Foreclosure Mess Needs a Dose of Common Sense

We are guessing all the conspiracy theorists are really enjoying the wake created by yesterdays’ ruling by the Massachusetts Supreme Judicial Court in connection with the “adequacy” of the documentation process associated with at least 2 mortgage foreclosures in the Commonwealth.

Late day trading in US Financials had investors trading away from several bank names, in particular Wells Fargo and US Bank.  What continues to get buried in the fine print in all this excitement is the role that these banks played in these cases.  Neither Wells Fargo nor US Bank were the lender involved.  Neither was directly involved in the foreclosure process either, as the mortgage servicer (in one case, American Home Mortgage) was the forecloser (is that even a word? we don’t want to accused of inventing another industry buzzword!).  Wells and USB were the bond trustee for the respective bond issues to which the property cash flows had been pledged.  This does not mean that Wells and USB could not have problems within their own mortgage operations.  Let’s just get our facts right in this case, shall we.

The Massachusetts Court may actually gotten it right from a technically legal perspective but where’s the common sense?  Oh, you can hear all those academic legal experts howling about the “broken chain of title” and the self-acclaimed economists shouting that the sky is falling for the banks if all these loans are put back!
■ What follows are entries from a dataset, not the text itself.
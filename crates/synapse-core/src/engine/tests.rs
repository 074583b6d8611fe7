use super::*;
use crate::history::HistoryStatus;
use crate::model::{CardPosition, Relation};
use crate::oplog::OpStatus;
use crate::vfs::PhysicalFileSystem;
use std::fs;
use std::sync::Arc;
use tempfile::TempDir;

fn create_test_engine(settings: Settings) -> (Engine, TempDir) {
    let temp_dir = TempDir::new().unwrap();
    let engine = Engine::new(settings, Arc::new(PhysicalFileSystem));
    (engine, temp_dir)
}

fn card(title: &str) -> AtomicCard {
    AtomicCard {
        title: title.to_string(),
        description: format!("{title} in one line"),
        tags: vec!["concept".to_string()],
        content: format!("{title} content"),
        explanation: format!("{title} explanation"),
        relations: Vec::new(),
        position: CardPosition::default(),
    }
}

#[test]
fn rebuild_index_picks_up_corpus_from_disk() {
    let (mut engine, temp_dir) = create_test_engine(Settings::default());

    fs::write(temp_dir.path().join("Affordance.md"), "# Affordance").unwrap();
    fs::write(temp_dir.path().join("Mental Model.md"), "# Mental Model").unwrap();
    fs::write(temp_dir.path().join("not-a-note.txt"), "ignored").unwrap();

    engine.rebuild_index(temp_dir.path());

    assert_eq!(engine.index.len(), 2);
    assert_eq!(
        engine.resolver().find_matches("mental model"),
        vec!["Mental Model"]
    );
}

#[test]
fn rebuild_is_idempotent_through_the_resolver() {
    let (mut engine, temp_dir) = create_test_engine(Settings::default());

    fs::write(temp_dir.path().join("Affordance.md"), "# A").unwrap();
    fs::write(temp_dir.path().join("Affordance Theory.md"), "# AT").unwrap();

    engine.rebuild_index(temp_dir.path());
    let first = engine.resolver().find_matches("affordance theor");

    engine.rebuild_index(temp_dir.path());
    let second = engine.resolver().find_matches("affordance theor");

    assert_eq!(first, second);
    assert!(!first.is_empty());
}

#[test]
fn materialize_creates_cards_banner_and_one_transaction() {
    let (mut engine, temp_dir) = create_test_engine(Settings::default());

    let source = temp_dir.path().join("Design Notes.md");
    fs::write(&source, "raw notes").unwrap();

    let cards = vec![card("Affordance"), card("Signifier")];
    let outcome = engine.materialize_cards(&source, &cards);

    assert_eq!(outcome.failed, 0);
    assert_eq!(outcome.created.len(), 2);
    let folder = temp_dir.path().join("Design Notes-atomic");
    assert_eq!(outcome.folder, folder);

    let affordance = folder.join("Affordance.md");
    let body = fs::read_to_string(&affordance).unwrap();
    assert!(body.contains("- **Content**: Affordance content"));

    let source_after = fs::read_to_string(&source).unwrap();
    assert!(source_after.starts_with("raw notes"));
    assert!(source_after.contains("- [[Affordance]]"));
    assert!(source_after.contains("- [[Signifier]]"));

    assert_eq!(engine.oplog.undo_depth(), 1);

    let history = engine.history();
    assert_eq!(history.len(), 1);
    assert_eq!(history[0].cards_created, 2);
    assert_eq!(history[0].status, HistoryStatus::Completed);
}

#[test]
fn undo_reverts_whole_run_and_redo_replays_it() {
    let (mut engine, temp_dir) = create_test_engine(Settings::default());

    let source = temp_dir.path().join("Source.md");
    fs::write(&source, "original").unwrap();

    engine.materialize_cards(&source, &[card("Alpha"), card("Beta")]);
    let alpha = temp_dir.path().join("Source-atomic").join("Alpha.md");
    let beta = temp_dir.path().join("Source-atomic").join("Beta.md");
    let alpha_body = fs::read_to_string(&alpha).unwrap();

    let outcome = engine.undo();
    // Two card creates plus the banner modify.
    assert_eq!(outcome.affected, 3);
    assert!(!alpha.exists());
    assert!(!beta.exists());
    assert_eq!(fs::read_to_string(&source).unwrap(), "original");

    let outcome = engine.redo();
    assert_eq!(outcome.affected, 3);
    assert_eq!(fs::read_to_string(&alpha).unwrap(), alpha_body);
    assert!(fs::read_to_string(&source).unwrap().contains("- [[Beta]]"));
}

#[test]
fn undo_restores_source_before_deleting_cards() {
    let (mut engine, temp_dir) = create_test_engine(Settings::default());

    let source = temp_dir.path().join("Source.md");
    fs::write(&source, "original").unwrap();

    engine.materialize_cards(&source, &[card("Alpha")]);

    let outcome = engine.undo();
    // Reverse order: the banner modify is the last forward op, so it is
    // reversed first.
    assert_eq!(outcome.reports[0].path, source);
    assert_eq!(outcome.reports[0].status, OpStatus::Applied);
}

#[test]
fn canvas_written_and_included_in_transaction_when_enabled() {
    let settings = Settings {
        generate_canvas: true,
        ..Settings::default()
    };
    let (mut engine, temp_dir) = create_test_engine(settings);

    let source = temp_dir.path().join("Source.md");
    fs::write(&source, "original").unwrap();

    let outcome = engine.materialize_cards(&source, &[card("Alpha")]);
    let canvas_path = temp_dir.path().join("Source-atomic").join("Source.canvas");
    assert!(outcome.created.contains(&canvas_path));

    let canvas_json = fs::read_to_string(&canvas_path).unwrap();
    assert!(canvas_json.contains("\"fromNode\""));
    assert!(canvas_json.contains("Alpha.md"));

    engine.undo();
    assert!(!canvas_path.exists(), "undo must also remove the canvas file");
}

#[test]
fn default_folder_setting_overrides_source_parent() {
    let (mut engine, temp_dir) = create_test_engine(Settings::default());
    engine.settings.default_folder = temp_dir
        .path()
        .join("cards")
        .to_string_lossy()
        .into_owned();

    let source = temp_dir.path().join("Source.md");
    fs::write(&source, "original").unwrap();

    let outcome = engine.materialize_cards(&source, &[card("Alpha")]);
    assert_eq!(
        outcome.folder,
        temp_dir.path().join("cards").join("Source-atomic")
    );
    assert!(outcome.created[0].starts_with(&outcome.folder));
}

#[test]
fn banner_suppressed_when_disabled() {
    let settings = Settings {
        add_banner: false,
        ..Settings::default()
    };
    let (mut engine, temp_dir) = create_test_engine(settings);

    let source = temp_dir.path().join("Source.md");
    fs::write(&source, "original").unwrap();

    engine.materialize_cards(&source, &[card("Alpha")]);
    assert_eq!(fs::read_to_string(&source).unwrap(), "original");

    // The transaction then only contains the card create.
    let outcome = engine.undo();
    assert_eq!(outcome.affected, 1);
}

#[test]
fn empty_card_list_records_nothing() {
    let (mut engine, temp_dir) = create_test_engine(Settings::default());

    let source = temp_dir.path().join("Source.md");
    fs::write(&source, "original").unwrap();

    let outcome = engine.materialize_cards(&source, &[]);
    assert!(outcome.created.is_empty());
    assert!(!engine.oplog.can_undo());
    assert!(engine.history().is_empty());
}

#[test]
fn hostile_card_titles_become_safe_file_names() {
    let (mut engine, temp_dir) = create_test_engine(Settings::default());

    let source = temp_dir.path().join("Source.md");
    fs::write(&source, "original").unwrap();

    let outcome = engine.materialize_cards(&source, &[card("A/B: C")]);
    assert_eq!(outcome.failed, 0);
    assert_eq!(
        outcome.created[0],
        temp_dir.path().join("Source-atomic").join("A-B- C.md")
    );
}

#[test]
fn resolved_relations_flow_into_rendered_cards() {
    let (mut engine, temp_dir) = create_test_engine(Settings::default());

    fs::write(temp_dir.path().join("Affordance.md"), "# A").unwrap();
    engine.rebuild_index(temp_dir.path());

    let mut unresolved = card("Signifier");
    unresolved.relations = vec![Relation::new("contrast", "affordance")];
    unresolved.relations = engine.resolver().resolve_relations(&unresolved.relations);

    let source = temp_dir.path().join("Source.md");
    fs::write(&source, "original").unwrap();
    let outcome = engine.materialize_cards(&source, &[unresolved]);

    let body = fs::read_to_string(&outcome.created[0]).unwrap();
    assert!(body.contains("contrast [[Affordance]]"));
}

#[test]
fn new_materialization_invalidates_redo_history() {
    let (mut engine, temp_dir) = create_test_engine(Settings::default());

    let source = temp_dir.path().join("Source.md");
    fs::write(&source, "original").unwrap();

    engine.materialize_cards(&source, &[card("Alpha")]);
    engine.undo();
    assert!(engine.oplog.can_redo());

    engine.materialize_cards(&source, &[card("Beta")]);
    assert!(!engine.oplog.can_redo());
}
Pardon us, but please give us all a break……..

* On the topic of chain of title: What were the circumstances leading up to foreclosure on the home?  Can we suppose that the borrower was not making their payments?  We think you can.  Did the borrower and any of several other parties involved in the original underwriting process (e.g. lawyers, title co’s, county clerks, etc.) have any doubt who owned the property and who would occupy the premises with an obligation to pay?  Do any of the parties (both principals and agents thereof) have any doubt that the property was ultimately transferred to the mortgage-backed trust?  So, when those payments stopped, the lenders right to foreclose was just one of several options.  Seems like common sense, right?  Oh no, they say.  If you don’t have the physical documentation, we will ignore all other evidence and “common sense” and put the homeowner back in the house.  Does that mean that the homeowner’s obligations on the mortgage note are null and void? Hardly likely.  Does it mean that the value of the property goes to zero or that a proper accounting and allocation of the remaining value would not be distributed to the rightful owners?  Again, we think that is highly unlikely.  Perhaps too simple a prognostication but we suspect that all this legal jousting will do is compel the parties to go back for a do-over on the foreclosure process, if not in all then in many cases.
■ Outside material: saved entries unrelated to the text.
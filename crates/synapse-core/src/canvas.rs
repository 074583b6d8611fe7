use serde::{Deserialize, Serialize};
use std::path::Path;

const CENTER_WIDTH: f64 = 600.0;
const CENTER_HEIGHT: f64 = 400.0;
const CARD_WIDTH: f64 = 400.0;
const CARD_HEIGHT: f64 = 400.0;
const RADIUS: f64 = 800.0;

/// JSON Canvas document: the source note in the center, one file node per
/// card on a surrounding circle.
#[derive(Debug, Clone, Serialize, Deserialize)]
pub struct CanvasData {
    pub nodes: Vec<CanvasNode>,
    pub edges: Vec<CanvasEdge>,
}

#[derive(Debug, Clone, Serialize, Deserialize)]
pub struct CanvasNode {
    pub id: String,
    #[serde(rename = "type")]
    pub node_type: String,
    pub file: String,
    pub x: i64,
    pub y: i64,
    pub width: i64,
    pub height: i64,
}

#[derive(Debug, Clone, Serialize, Deserialize)]
#[serde(rename_all = "camelCase")]
pub struct CanvasEdge {
    pub id: String,
    pub from_node: String,
    pub to_node: String,
}

fn file_node(path: &Path, x: f64, y: f64, width: f64, height: f64) -> CanvasNode {
    CanvasNode {
        id: nanoid::nanoid!(16),
        node_type: "file".to_string(),
        file: path.to_string_lossy().into_owned(),
        x: x.round() as i64,
        y: y.round() as i64,
        width: width as i64,
        height: height as i64,
    }
}

/// Build a star-layout canvas: the source note at the origin, cards evenly
/// spaced on a circle around its geometric center, one edge per card.
pub fn generate_canvas(source_path: &Path, card_paths: &[impl AsRef<Path>]) -> CanvasData {
    let center = file_node(source_path, 0.0, 0.0, CENTER_WIDTH, CENTER_HEIGHT);
    let center_id = center.id.clone();
    let mut nodes = vec![center];
    let mut edges = Vec::new();

    if card_paths.is_empty() {
        return CanvasData { nodes, edges };
    }

    // Radiate from the center node's geometric center.
    let origin_x = CENTER_WIDTH / 2.0;
    let origin_y = CENTER_HEIGHT / 2.0;

    for (i, path) in card_paths.iter().enumerate() {
        let angle = 2.0 * std::f64::consts::PI * i as f64 / card_paths.len() as f64;
        let card_center_x = origin_x + RADIUS * angle.cos();
        let card_center_y = origin_y + RADIUS * angle.sin();

        let node = file_node(
            path.as_ref(),
            card_center_x - CARD_WIDTH / 2.0,
            card_center_y - CARD_HEIGHT / 2.0,
            CARD_WIDTH,
            CARD_HEIGHT,
        );
        edges.push(CanvasEdge {
            id: nanoid::nanoid!(16),
            from_node: center_id.clone(),
            to_node: node.id.clone(),
        });
        nodes.push(node);
    }

    CanvasData { nodes, edges }
}
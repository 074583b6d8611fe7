use std::collections::HashMap;
use std::path::Path;

use crate::model::NoteHandle;
use crate::vfs::FileSystem;

/// Normalize a note name into an index key: lowercase, with a trailing `.md`
/// extension removed. No whitespace trimming happens here; callers that take
/// uncontrolled input trim before lookup.
pub(crate) fn normalize_name(name: &str) -> String {
    let lower = name.to_lowercase();
    match lower.strip_suffix(".md") {
        Some(stripped) => stripped.to_string(),
        None => lower,
    }
}

/// In-memory index of the note corpus: normalized base name → handle.
///
/// Rebuilt wholesale on every corpus-changing event; never incrementally
/// maintained, so staleness between rebuilds is intentional and bounded by
/// the host. Entries keep insertion order because the fuzzy scan's tie-break
/// is iteration order: a `Vec` holds the entries and a side map gives exact
/// lookup. Replacing a colliding key overwrites the handle in its original
/// slot (last write wins).
///
/// `rebuild` clears before repopulating. A resolver call interleaved with a
/// rebuild (possible only if the host allows overlapping cooperative calls)
/// can observe an empty or partial index; serializing rebuild triggers is
/// the host's responsibility.
#[derive(Default)]
pub struct NoteCorpusIndex {
    entries: Vec<(String, NoteHandle)>,
    slots: HashMap<String, usize>,
}

impl NoteCorpusIndex {
    pub fn new() -> Self {
        Self::default()
    }

    /// Clear the index and repopulate it from the given handles. Idempotent
    /// for a fixed corpus snapshot.
    pub fn rebuild(&mut self, handles: impl IntoIterator<Item = NoteHandle>) {
        self.entries.clear();
        self.slots.clear();

        for handle in handles {
            let key = normalize_name(&handle.name);
            match self.slots.get(&key) {
                Some(&slot) => self.entries[slot] = (key, handle),
                None => {
                    self.slots.insert(key.clone(), self.entries.len());
                    self.entries.push((key, handle));
                }
            }
        }

        log::debug!("index: rebuilt with {} entries", self.entries.len());
    }

    /// Enumerate markdown files under `root` and rebuild from their base
    /// names. This is the corpus-change event handler hosts call on
    /// create/delete/rename.
    pub fn rebuild_from(&mut self, fs: &dyn FileSystem, root: &Path) {
        let handles = fs
            .list_files(root, "md")
            .into_iter()
            .map(NoteHandle::from_path);
        self.rebuild(handles);
    }

    /// Case-insensitive exact lookup. Absence is an empty result, never an
    /// error.
    pub fn lookup_exact(&self, name: &str) -> Option<&NoteHandle> {
        let key = normalize_name(name);
        self.slots.get(&key).map(|&slot| &self.entries[slot].1)
    }

    /// Iterate `(normalized_name, handle)` pairs in insertion order. The
    /// iterator is restartable and reflects the state as of the last
    /// rebuild; there is no isolation against a concurrent rebuild.
    pub fn entries(&self) -> impl Iterator<Item = (&str, &NoteHandle)> {
        self.entries.iter().map(|(key, handle)| (key.as_str(), handle))
    }

    pub fn len(&self) -> usize {
        self.entries.len()
    }

    pub fn is_empty(&self) -> bool {
        self.entries.is_empty()
    }
}

#[cfg(test)]
mod tests {
    use super::*;

    fn handle(name: &str) -> NoteHandle {
        NoteHandle::new(format!("{name}.md"), name)
    }

    #[test]
    fn lookup_is_case_insensitive() {
        let mut index = NoteCorpusIndex::new();
        index.rebuild(vec![handle("UX Design")]);

        let found = index.lookup_exact("ux design").expect("should match");
        assert_eq!(found.name, "UX Design");
        assert!(index.lookup_exact("affordance").is_none());
    }

    #[test]
    fn lookup_strips_markdown_extension() {
        let mut index = NoteCorpusIndex::new();
        index.rebuild(vec![handle("Affordance")]);

        assert!(index.lookup_exact("Affordance.md").is_some());
        assert!(index.lookup_exact("AFFORDANCE.MD").is_some());
    }

    #[test]
    fn rebuild_is_idempotent_for_fixed_corpus() {
        let mut index = NoteCorpusIndex::new();
        let corpus = vec![handle("Alpha"), handle("Beta"), handle("Gamma")];

        index.rebuild(corpus.clone());
        let first: Vec<String> = index.entries().map(|(k, _)| k.to_string()).collect();

        index.rebuild(corpus);
        let second: Vec<String> = index.entries().map(|(k, _)| k.to_string()).collect();

        assert_eq!(first, second);
        assert_eq!(index.len(), 3);
    }

    #[test]
    fn colliding_keys_keep_original_slot_with_last_handle() {
        let mut index = NoteCorpusIndex::new();
        index.rebuild(vec![
            NoteHandle::new("a/Note.md", "Note"),
            handle("Other"),
            NoteHandle::new("b/NOTE.md", "NOTE"),
        ]);

        assert_eq!(index.len(), 2);
        let keys: Vec<&str> = index.entries().map(|(k, _)| k).collect();
        assert_eq!(keys, vec!["note", "other"]);

        let winner = index.lookup_exact("note").expect("should match");
        assert_eq!(winner.path, Path::new("b/NOTE.md"));
    }
}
* On the topic of the potentially catastrophic impact on the banks:  We have seen projections for residential mortgage foreclosures in the US reaching 13 million by 2012.  So, let’s analyze this quickly.  Let’s assume for a second that the lender (or MBS issuer, as the case may be) winds up forfeiting 100% of the value of the property due to a poorly documented foreclosure process and has to pay both damages to the homeowner and replenish the mortgage-backed investors with ‘in-kind’ value for the forfeited collateral.  Now, step back for a second and think about that……. It just doesn’t make sense.  We believe that anything close to a 100% scenario is beyond the most wild imagination.  It is significantly more likely that a very small percentage of combined numbers of mortgages and “un-recovered value” for those mortgages will be the result.  Could we be wrong?  Sure, but we suspect we are much, much closer to the answer then the high-side alarmists would have you believe.

We are sure that there are teams of lawyers and expert witnesses who would love nothing better than to have these cases proceed on a state-by-state basis over the  next several years because it would undoubtedly continue to ring their cash registers.  Our alternative reality would include the parties involved in the Massachusetts case continuing to appeal and for either US Federal regulators or Congress, if necessary, to put the whole mess to rest by acknowledging that the efficiencies afforded the mortgage and securities markets from a technological utility, such as MERS, are both admirable and necessary.  Just common sense!